Queer women figured prominently in a yesterday’s Women’s March calling for the resignation of President Alexander Lukashenko of Belarus. The authoritarian leader often dubbed Europe’s Last Dictator has faced protests since a rigged election in August.
— Assegaia (@Assegaia) September 5, 2020
Anna Debrov from Belarus’s DOTYK Festival marched in the parade along with fellow queer activists. She proudly waved a rainbow flag and also bravely kissed her girlfriend along the route despite the avowedly homophobic nature of the country.
“LGBT people are calling for freedom. We are tired of living in a dictatorship where we simply don’t exist.”
Although Belarus decriminalised homosexuality in 1994, LGBTIQ people face vilification, harassment and violence.
Local activist Andrei Zavalei first took a rainbow flag to a protest in August.
He said then, “Until this weekend, we didn’t bring our rainbow flags to the protests. For the government, it could be used as propaganda to claim that this whole protest is organised by the west, which is against our “traditional family values’.”
ЛГБТ-активисты вышли на улицы Минска (ВИДЕО)https://t.co/MytostaRR6#Минск #Беларусь #lgbtazerbaijan #lgbt #gay #gey #salam #Minsk #Belarus #stock #azerbaijan #baku #aze #president #video pic.twitter.com/u5jVRTel8B
— LGBT Azerbaijan (@lgbtbaku) September 2, 2020
Europe’s Last Dictator
Alexander Lukashenko became president of Belarus 26 years ago, following the dissolution of the Soviet Union. He then set about consolidating power. Most commentators agree that he rigged every election since.
The former state farm director and Soviet Army officer heads a repressive regime characterised by the ‘disappearance’ of opponents.
Despite sporadic protests following previous elections, 2020 has seen the most sustained opposition to the regime.
Discontent over Lushashenko’s response to the coronavirus pandemic simmered before the election. The president recommended ‘working the tractors, drinking vodka and going to saunas’ to prevent contracting COVID-19. Belarus now has one of the highest per-capita rates of the disease in Eastern Europe.
The current protests broke out after a disputed August election in which Lukashenko claimed a landslide victory with 80% of the vote.
The Women’s March
Women took a lead role in the recent election.
Lukashenko’s main rival Svetlana Tikhanovskaya, previously a stay-at-home mum, became a candidate after the regime imprisoned her husband.

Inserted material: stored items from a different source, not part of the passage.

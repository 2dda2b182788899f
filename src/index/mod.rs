use std::io::Read;
use std::path::Path;

use anyhow::{Context, Result};

use crate::core::ReportIndex;

/// Where an index is read from: a file, or stdin for `-`.
#[derive(Debug, Clone, Copy, PartialEq, Eq)]
pub enum IndexSource<'a> {
    Stdin,
    File(&'a Path),
}

impl<'a> IndexSource<'a> {
    pub fn from_arg(arg: Option<&'a Path>) -> Self {
        match arg {
            None => IndexSource::Stdin,
            Some(p) if p.as_os_str() == "-" => IndexSource::Stdin,
            Some(p) => IndexSource::File(p),
        }
    }

    pub fn describe(&self) -> String {
        match self {
            IndexSource::Stdin => "<stdin>".to_string(),
            IndexSource::File(p) => p.display().to_string(),
        }
    }
}

pub fn load(source: IndexSource<'_>) -> Result<ReportIndex> {
    let text = match source {
        IndexSource::Stdin => {
            let mut buf = String::new();
            std::io::stdin()
                .lock()
                .read_to_string(&mut buf)
                .context("failed to read report index from stdin")?;
            buf
        }
        IndexSource::File(path) => std::fs::read_to_string(path)
            .with_context(|| format!("failed to read report index: {}", path.display()))?,
    };
    parse(&text).with_context(|| format!("invalid report index: {}", source.describe()))
}

pub fn parse(text: &str) -> Result<ReportIndex> {
    let index: ReportIndex =
        serde_json::from_str(text).context("failed to parse report index (JSON)")?;
    Ok(index)
}
use serde::{Deserialize, Serialize};

use crate::core::RecordCount;

/// One entry of `reports.json`: a single day's generated report.
///
/// Only `date`, `path` and `filename` take part in link resolution; the
/// remaining fields are display metadata.
#[derive(Debug, Clone, Default, PartialEq, Serialize, Deserialize)]
pub struct ReportRecord {
    #[serde(default)]
    pub date: String,
    #[serde(default, skip_serializing_if = "Option::is_none")]
    pub path: Option<String>,
    #[serde(default, skip_serializing_if = "Option::is_none")]
    pub filename: Option<String>,
    #[serde(default, skip_serializing_if = "Option::is_none")]
    pub name: Option<String>,
    #[serde(default, skip_serializing_if = "Option::is_none")]
    pub directory: Option<String>,
    #[serde(default, skip_serializing_if = "Option::is_none")]
    pub week: Option<String>,
    #[serde(
        default,
        alias = "total_records",
        skip_serializing_if = "Option::is_none"
    )]
    pub cves_count: Option<RecordCount>,
    #[serde(default, skip_serializing_if = "Option::is_none")]
    pub update_time: Option<String>,
    #[serde(default, skip_serializing_if = "Option::is_none")]
    pub title: Option<String>,
}

impl ReportRecord {
    pub fn new(date: impl Into<String>) -> Self {
        Self {
            date: date.into(),
            ..Self::default()
        }
    }

    pub fn with_path(mut self, path: impl Into<String>) -> Self {
        self.path = Some(path.into());
        self
    }

    pub fn with_filename(mut self, filename: impl Into<String>) -> Self {
        self.filename = Some(filename.into());
        self
    }

    /// Precomputed link, if one is set and non-empty.
    pub fn precomputed_filename(&self) -> Option<&str> {
        self.filename.as_deref().filter(|f| !f.is_empty())
    }

    /// Directory segment: `path` when set, otherwise the raw `date`.
    pub fn directory_segment(&self) -> &str {
        match self.path.as_deref() {
            Some(path) if !path.is_empty() => path,
            _ => &self.date,
        }
    }
}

She proved an excellent campaigner and afterwards exit polls indicated she won 70% of the vote.
On Tuesday, Miko Czerwinski from Amnesty International Poland spoke with Anna along with Konstantin from Belarussian queer group, New Regions.
(Video is in English)
For the latest lesbian, gay, bisexual, transgender, intersex and queer (LGBTIQ) news in Australia, visit qnews.com.au. Check out our latest magazines or find us on Facebook, Twitter, Instagram and YouTube.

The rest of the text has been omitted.